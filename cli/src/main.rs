//! CLI entrypoint for Solar Assistant
//!
//! This is the main binary that wires together all layers using
//! dependency injection.

use anyhow::{Result, bail};
use clap::Parser;
use solar_application::{
    ChatSession, ConversationLogger, NoConversationLogger, NoProgress, ProcessTurnUseCase,
    TurnNotifier,
};
use solar_domain::{Model, RelevanceClassifier};
use solar_infrastructure::{
    ConfigError, ConfigLoader, FileConfig, GeminiLlmGateway, JsonlConversationLogger,
    resolve_api_key,
};
use solar_presentation::{
    ChatRepl, Cli, ConsoleFormatter, OutputConfig, ProgressReporter, ReplConfig,
};
use std::process::ExitCode;
use std::sync::Arc;
use tracing::{info, warn};
use tracing_subscriber::EnvFilter;

#[tokio::main]
async fn main() -> Result<ExitCode> {
    // A missing .env file is fine; the key may come from the real environment.
    let dotenv = dotenvy::dotenv();

    let cli = Cli::parse();

    // Initialize logging based on verbosity level; RUST_LOG wins when set
    let level = match cli.verbose {
        0 => "warn",
        1 => "info",
        2 => "debug",
        _ => "trace", // -vvv or more
    };
    let filter = EnvFilter::try_from_default_env().unwrap_or_else(|_| EnvFilter::new(level));

    tracing_subscriber::fmt()
        .with_env_filter(filter)
        .with_target(false)
        .init();

    match &dotenv {
        Ok(path) => info!("Loaded environment from {}", path.display()),
        Err(e) if e.not_found() => {}
        Err(e) => warn!("Could not read .env file: {}", e),
    }

    if cli.show_config {
        ConfigLoader::print_config_sources(cli.config.as_ref());
        return Ok(ExitCode::SUCCESS);
    }

    // === Configuration ===
    let file_config = if cli.no_config {
        ConfigLoader::load_defaults()
    } else {
        ConfigLoader::load(cli.config.as_ref())?
    };

    let issues = file_config.validate();
    for issue in issues.iter().filter(|i| !i.is_error()) {
        warn!("{}", issue.message);
    }
    if let Some(err) = ConfigError::from_issues(&issues) {
        return Err(err.into());
    }

    let model = select_model(&cli, &file_config)?;
    let match_mode = cli
        .match_mode
        .unwrap_or(file_config.classifier.match_mode);

    OutputConfig {
        color: file_config.output.color && !cli.no_color,
    }
    .apply();

    let api_key = resolve_api_key(&file_config.providers.gemini)?;

    info!("Starting Solar Assistant with {} ({} matching)", model, match_mode);

    // === Dependency Injection ===
    let gateway = Arc::new(GeminiLlmGateway::new(
        file_config.providers.gemini.to_settings(api_key),
    )?);

    let logger: Arc<dyn ConversationLogger> = match &file_config.logging.transcript_log {
        Some(path) => match JsonlConversationLogger::new(path) {
            Some(logger) => {
                info!("Writing transcript log to {}", logger.path().display());
                Arc::new(logger)
            }
            None => Arc::new(NoConversationLogger),
        },
        None => Arc::new(NoConversationLogger),
    };

    let use_case = ProcessTurnUseCase::new(gateway, model)
        .with_classifier(RelevanceClassifier::new(match_mode))
        .with_logger(logger);

    let show_progress = file_config.repl.show_progress && !cli.quiet;

    // Single question mode
    if let Some(question) = cli.question.as_deref() {
        let mut session = ChatSession::new();
        let spinner;
        let progress: &dyn TurnNotifier = if show_progress {
            spinner = ProgressReporter::new();
            &spinner
        } else {
            &NoProgress
        };

        let outcome = use_case
            .execute_with_progress(&mut session, question, progress)
            .await;
        println!("{}", ConsoleFormatter::format_outcome(&outcome));

        return Ok(if outcome.is_fault() {
            ExitCode::FAILURE
        } else {
            ExitCode::SUCCESS
        });
    }

    // Chat mode
    let mut repl = ChatRepl::new(use_case).with_config(ReplConfig {
        show_progress,
        history_file: file_config.repl.history_file.clone(),
    });
    repl.run().await?;

    Ok(ExitCode::SUCCESS)
}

/// `--model` wins over the `[model]` section.
fn select_model(cli: &Cli, file_config: &FileConfig) -> Result<Model> {
    let Some(name) = cli.model.as_deref() else {
        return Ok(file_config.model.parse_model().0);
    };

    let name = name.trim();
    if name.is_empty() {
        bail!("--model cannot be empty");
    }

    let Ok(model) = name.parse::<Model>();
    if !model.is_known() {
        let known: Vec<String> = Model::known_models().iter().map(Model::to_string).collect();
        warn!(
            "'{}' is not a known Gemini model (known: {}); sending it as-is",
            model,
            known.join(", ")
        );
    }
    Ok(model)
}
== == ==
**HOW TO COMPLETE THIS TASK**
Every single line of the listing must be retyped exactly.

**FINISHED TASK**
filename cli/src/main.rs
//! CLI entrypoint for Solar Assistant
//!
//! This is the main binary that wires together all layers using
//! dependency injection.

use anyhow::{Result, bail};
use clap::Parser;
use solar_application::{
    ChatSession, ConversationLogger, NoConversationLogger, NoProgress, ProcessTurnUseCase,
    TurnNotifier,
};
use solar_domain::{Model, RelevanceClassifier};
use solar_infrastructure::{
    ConfigError, ConfigLoader, FileConfig, GeminiLlmGateway, JsonlConversationLogger,
    resolve_api_key,
};
use solar_presentation::{
    ChatRepl, Cli, ConsoleFormatter, OutputConfig, ProgressReporter, ReplConfig,
};
use std::process::ExitCode;
use std::sync::Arc;
use tracing::{info, warn};
use tracing_subscriber::EnvFilter;

#[tokio::main]
async fn main() -> Result<ExitCode> {
    // A missing .env file is fine; the key may come from the real environment.
    let dotenv = dotenvy::dotenv();

    let cli = Cli::parse();

    // Initialize logging based on verbosity level; RUST_LOG wins when set
    let level = match cli.verbose {
        0 => "warn",
        1 => "info",
        2 => "debug",
        _ => "trace", // -vvv or more
    };
    let filter = EnvFilter::try_from_default_env().unwrap_or_else(|_| EnvFilter::new(level));

    tracing_subscriber::fmt()
        .with_env_filter(filter)
        .with_target(false)
        .init();

    match &dotenv {
        Ok(path) => info!("Loaded environment from {}", path.display()),
        Err(e) if e.not_found() => {}
        Err(e) => warn!("Could not read .env file: {}", e),
    }

    if cli.show_config {
        ConfigLoader::print_config_sources(cli.config.as_ref());
        return Ok(ExitCode::SUCCESS);
    }

    // === Configuration ===
    let file_config = if cli.no_config {
        ConfigLoader::load_defaults()
    } else {
        ConfigLoader::load(cli.config.as_ref())?
    };

    let issues = file_config.validate();
    for issue in issues.iter().filter(|i| !i.is_error()) {
        warn!("{}", issue.message);
    }
    if let Some(err) = ConfigError::from_issues(&issues) {
        return Err(err.into());
    }

    let model = select_model(&cli, &file_config)?;
    let match_mode = cli
        .match_mode
        .unwrap_or(file_config.classifier.match_mode);

    OutputConfig {
        color: file_config.output.color && !cli.no_color,
    }
    .apply();

    let api_key = resolve_api_key(&file_config.providers.gemini)?;

    info!("Starting Solar Assistant with {} ({} matching)", model, match_mode);

    // === Dependency Injection ===
    let gateway = Arc::new(GeminiLlmGateway::new(
        file_config.providers.gemini.to_settings(api_key),
    )?);

    let logger: Arc<dyn ConversationLogger> = match &file_config.logging.transcript_log {
        Some(path) => match JsonlConversationLogger::new(path) {
            Some(logger) => {
                info!("Writing transcript log to {}", logger.path().display());
                Arc::new(logger)
            }
            None => Arc::new(NoConversationLogger),
        },
        None => Arc::new(NoConversationLogger),
    };

    let use_case = ProcessTurnUseCase::new(gateway, model)
        .with_classifier(RelevanceClassifier::new(match_mode))
        .with_logger(logger);

    let show_progress = file_config.repl.show_progress && !cli.quiet;

    // Single question mode
    if let Some(question) = cli.question.as_deref() {
        let mut session = ChatSession::new();
        let spinner;
        let progress: &dyn TurnNotifier = if show_progress {
            spinner = ProgressReporter::new();
            &spinner
        } else {
            &NoProgress
        };

        let outcome = use_case
            .execute_with_progress(&mut session, question, progress)
            .await;
        println!("{}", ConsoleFormatter::format_outcome(&outcome));

        return Ok(if outcome.is_fault() {
            ExitCode::FAILURE
        } else {
            ExitCode::SUCCESS
        });
    }

    // Chat mode
    let mut repl = ChatRepl::new(use_case).with_config(ReplConfig {
        show_progress,
        history_file: file_config.repl.history_file.clone(),
    });
    repl.run().await?;

    Ok(ExitCode::SUCCESS)
}

/// `--model` wins over the `[model]` section.
fn select_model(cli: &Cli, file_config: &FileConfig) -> Result<Model> {
    let Some(name) = cli.model.as_deref() else {
        return Ok(file_config.model.parse_model().0);
    };

    let name = name.trim();
    if name.is_empty() {
        bail!("--model cannot be empty");
    }

    let Ok(model) = name.parse::<Model>();
    if !model.is_known() {
        let known: Vec<String> = Model::known_models().iter().map(Model::to_string).collect();
        warn!(
            "'{}' is not a known Gemini model (known: {}); sending it as-is",
            model,
            known.join(", ")
        );
    }
    Ok(model)
}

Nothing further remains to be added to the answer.